Si immagina spesso che gli atei si oppongono per principio alle esperienze spirituali. Ma la verità è che non c'è niente che impedisca a un ateo di sperimentare un amore trascendente, o estasi, o trasporto spirituale, o stupore mistico. Non c'è niente che impedisca a un ateo di entrare in una caverna per un anno, o dieci anni, e praticare la meditazione, come un vero mistico. Quello che invece l'ateo non tende a fare, è fare affermazioni ingiustificate ed ingiustificabili sull'universo, sulla base di quelle esperienze spirituali.

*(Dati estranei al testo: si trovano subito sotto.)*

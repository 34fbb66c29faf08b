//! Event Recorder: buffers `AuctionEvent`/`BidderEvent`/
//! `WinEvent` in memory and flushes them to an external analytics sink
//! on capacity, on an interval, or on shutdown.
//!
//! A `tokio::sync::Notify` races an interval sleep inside
//! `tokio::select!`, and `shutdown()` is the one path that both stops
//! the timer and drains the buffer. The swap-then-flush step
//! additionally copies the buffer contents under the lock, swapping in
//! a fresh `Vec` rather than handing the consumer a reference alias
//! into memory the producer could still be mutating.

use crate::core::models::bidder::DemandClass;
use parking_lot::Mutex;
use reqwest::Client;
use serde::Serialize;
use std::sync::atomic::{AtomicBool, Ordering};
use std::sync::Arc;
use std::time::Duration;
use tokio::sync::Notify;
use tracing::{debug, error, warn};

#[derive(Debug, Clone, Serialize)]
pub struct AuctionEvent {
    pub auction_id: String,
    pub bidders_selected: u32,
    pub bidders_excluded: u32,
    pub bidders_with_bids: u32,
    pub winning_bid_count: u32,
    pub duration_ms: u64,
    pub revenue: f64,
    pub payout: f64,
    pub device_type: Option<i32>,
    pub geo_country: Option<String>,
}

#[derive(Debug, Clone, Serialize)]
pub struct BidderEvent {
    pub auction_id: String,
    pub bidder_code: String,
    pub latency_ms: u64,
    pub had_bid: bool,
    pub bid_count: u32,
    pub first_bid_cpm: Option<f64>,
    pub floor: f64,
    pub below_floor: bool,
    pub timed_out: bool,
    pub errored: bool,
    pub no_bid_reason: Option<String>,
}

#[derive(Debug, Clone, Serialize)]
pub struct WinEvent {
    pub auction_id: String,
    pub bidder_code: String,
    pub imp_id: String,
    pub original_cpm: f64,
    pub adjusted_cpm: f64,
    pub platform_cut: f64,
    pub clear_price: f64,
    pub demand_class: DemandClass,
}

#[derive(Debug, Clone, Serialize)]
#[serde(untagged)]
pub enum Event {
    Auction(AuctionEvent),
    Bidder(BidderEvent),
    Win(WinEvent),
}

struct Buffer {
    events: Vec<Event>,
    capacity: usize,
    dropped: u64,
}

impl Buffer {
    /// On overflow, drops the oldest buffered event rather than the
    /// incoming one.
    fn push(&mut self, event: Event) {
        if self.events.len() >= self.capacity {
            self.events.remove(0);
            self.dropped += 1;
        }
        self.events.push(event);
    }

    fn is_full(&self) -> bool {
        self.events.len() >= self.capacity
    }

    /// Copies the buffered events into a fresh `Vec` and clears the
    /// original in place, rather than moving (aliasing) the backing
    /// allocation out from under the lock.
    fn swap_copy(&mut self) -> Vec<Event> {
        let copy = self.events.clone();
        self.events.clear();
        copy
    }
}

pub struct EventRecorder {
    buffer: Mutex<Buffer>,
    sink_url: Option<String>,
    client: Client,
    notify: Notify,
    closed: AtomicBool,
}

impl EventRecorder {
    pub fn new(sink_url: Option<String>, capacity: usize) -> Arc<Self> {
        Arc::new(Self {
            buffer: Mutex::new(Buffer {
                events: Vec::with_capacity(capacity),
                capacity,
                dropped: 0,
            }),
            sink_url,
            client: Client::new(),
            notify: Notify::new(),
            closed: AtomicBool::new(false),
        })
    }

    /// Spawns the background flush worker driven by `interval`, and
    /// also by capacity pressure via [`EventRecorder::record`].
    pub fn spawn(self: &Arc<Self>, interval: Duration) {
        let this = self.clone();
        tokio::spawn(async move {
            loop {
                tokio::select! {
                    _ = tokio::time::sleep(interval) => {
                        this.flush().await;
                    }
                    _ = this.notify.notified() => {
                        this.flush().await;
                        if this.closed.load(Ordering::Acquire) {
                            break;
                        }
                    }
                }
            }
        });
    }

    pub fn record(&self, event: Event) {
        if self.closed.load(Ordering::Acquire) {
            return;
        }
        let is_full = {
            let mut buf = self.buffer.lock();
            buf.push(event);
            buf.is_full()
        };
        if is_full {
            self.notify.notify_one();
        }
    }

    async fn flush(&self) {
        let (batch, dropped) = {
            let mut buf = self.buffer.lock();
            let dropped = buf.dropped;
            buf.dropped = 0;
            (buf.swap_copy(), dropped)
        };

        if dropped > 0 {
            warn!(dropped, "event recorder buffer overflowed, events were dropped");
        }
        if batch.is_empty() {
            return;
        }

        let Some(url) = &self.sink_url else {
            debug!(count = batch.len(), "no event sink configured, discarding batch");
            return;
        };

        Self::send_with_retry(&self.client, url, &batch).await;
    }

    async fn send_with_retry(client: &Client, url: &str, batch: &[Event]) {
        let mut backoff = Duration::from_millis(200);
        let max_attempts = 3;

        for attempt in 1..=max_attempts {
            match client.post(url).json(batch).send().await {
                Ok(resp) if resp.status().is_success() => return,
                Ok(resp) => {
                    warn!(status = %resp.status(), attempt, "event sink rejected batch");
                }
                Err(err) => {
                    warn!(%err, attempt, "event sink request failed");
                }
            }

            if attempt < max_attempts {
                tokio::time::sleep(backoff).await;
                backoff *= 2;
            }
        }

        error!(count = batch.len(), "giving up on event batch after retries, events lost");
    }

    /// One-shot close: flushes the buffer and signals the worker to
    /// exit after its next wake. Safe against concurrent callers — the
    /// `compare_exchange` ensures only the first caller drives the
    /// notify/flush sequence; later callers return immediately.
    pub async fn close(&self) {
        if self
            .closed
            .compare_exchange(false, true, Ordering::AcqRel, Ordering::Acquire)
            .is_err()
        {
            return;
        }
        self.flush().await;
        self.notify.notify_one();
    }
}

#[cfg(test)]
mod tests {
    use super::*;

    #[tokio::test]
    async fn overflow_drops_oldest_pressure_without_panicking() {
        let recorder = EventRecorder::new(None, 2);
        for i in 0..5 {
            recorder.record(Event::Bidder(BidderEvent {
                auction_id: format!("a{i}"),
                bidder_code: "x".into(),
                latency_ms: 1,
                had_bid: false,
                bid_count: 0,
                first_bid_cpm: None,
                floor: 0.0,
                below_floor: false,
                timed_out: false,
                errored: false,
                no_bid_reason: None,
            }));
        }
        let buf = recorder.buffer.lock();
        assert_eq!(buf.dropped, 3);
        // the two most recent events survive; the oldest three were evicted.
        assert!(matches!(&buf.events[0], Event::Bidder(b) if b.auction_id == "a3"));
        assert!(matches!(&buf.events[1], Event::Bidder(b) if b.auction_id == "a4"));
    }

    #[tokio::test]
    async fn close_is_idempotent() {
        let recorder = EventRecorder::new(None, 10);
        recorder.close().await;
        recorder.close().await;
        assert!(recorder.closed.load(Ordering::Acquire));
    }

    #[tokio::test]
    async fn swap_copy_leaves_original_buffer_empty() {
        let recorder = EventRecorder::new(None, 10);
        recorder.record(Event::Auction(AuctionEvent {
            auction_id: "a1".into(),
            bidders_selected: 1,
            bidders_excluded: 0,
            bidders_with_bids: 1,
            winning_bid_count: 1,
            duration_ms: 10,
            revenue: 1.0,
            payout: 0.8,
            device_type: None,
            geo_country: None,
        }));
        recorder.flush().await;
        assert!(recorder.buffer.lock().events.is_empty());
    }
}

Non c'è dubbio che discipline come la meditazione e la preghiera possono avere un effetto profondo sulla mente umana. Ma le esperienze spirituali dei mistici cristiani nella storia suggeriscono forse che Gesù sia il salvatore dell'umanità? Nemmeno lontanamente. Perché è vero che i cristiani hanno queste esperienze, ma le hanno anche i buddisti, i musulmani, e perfino gli atei. Quindi siamo di fronte a una realtà più profonda, che di per sé ridicolizza le denominazioni religiose. La verità è che, ogni qual volta un essere umano fa uno sforzo onesto per raggiungere la verità, regolarmente trascende i confini accidentali posti dalla propria nascita e dalla propria cultura. Ad esempio, sarebbe assurdo parlare di una "fisica cristiana", sebbene i cristiani abbiano inventato la fisica. E sarebbe assurdo parlare di "algebra musulmana", sebbene i musulmani abbiano inventato l'algebra. Ed un giorno sarà assurdo parlare di etica cristiana e musulmana, o di spiritualità cristiana o musulmana. Se c'è qualcosa di vero nelle nostre circostanze, in termini etici e spirituali, allora deve essere scopribile adesso; e si può di certo articolare senza contraddire tutto quello che siamo giunti a comprendere finora della natura dell'universo. E, di certo, questo si può fare senza fare affermazioni che causano divisioni tra le persone, come ad esempio affermare che certi libri abbiano una sacralità esclusiva; e senza sminuire queste meravigliose caratteristiche della nostra vita riconducendole a voci di antichi miracoli.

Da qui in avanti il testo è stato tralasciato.